Available data:
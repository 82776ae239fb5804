//! Impact prediction: weather severity, feature construction and model inference.

pub mod features;
pub mod predictor;
pub mod weather;

pub use features::{build_features, FeatureInputs, FEATURE_COUNT, FEATURE_NAMES};
pub use predictor::{base_affected, ImpactPredictor, ImpactRequest, ImpactResult};
pub use weather::weather_factors;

Task requirements:
Lines holding the word "features" should be copied from the entries above.

Exercise output:
pub mod features;
pub use features::{build_features, FeatureInputs, FEATURE_COUNT, FEATURE_NAMES};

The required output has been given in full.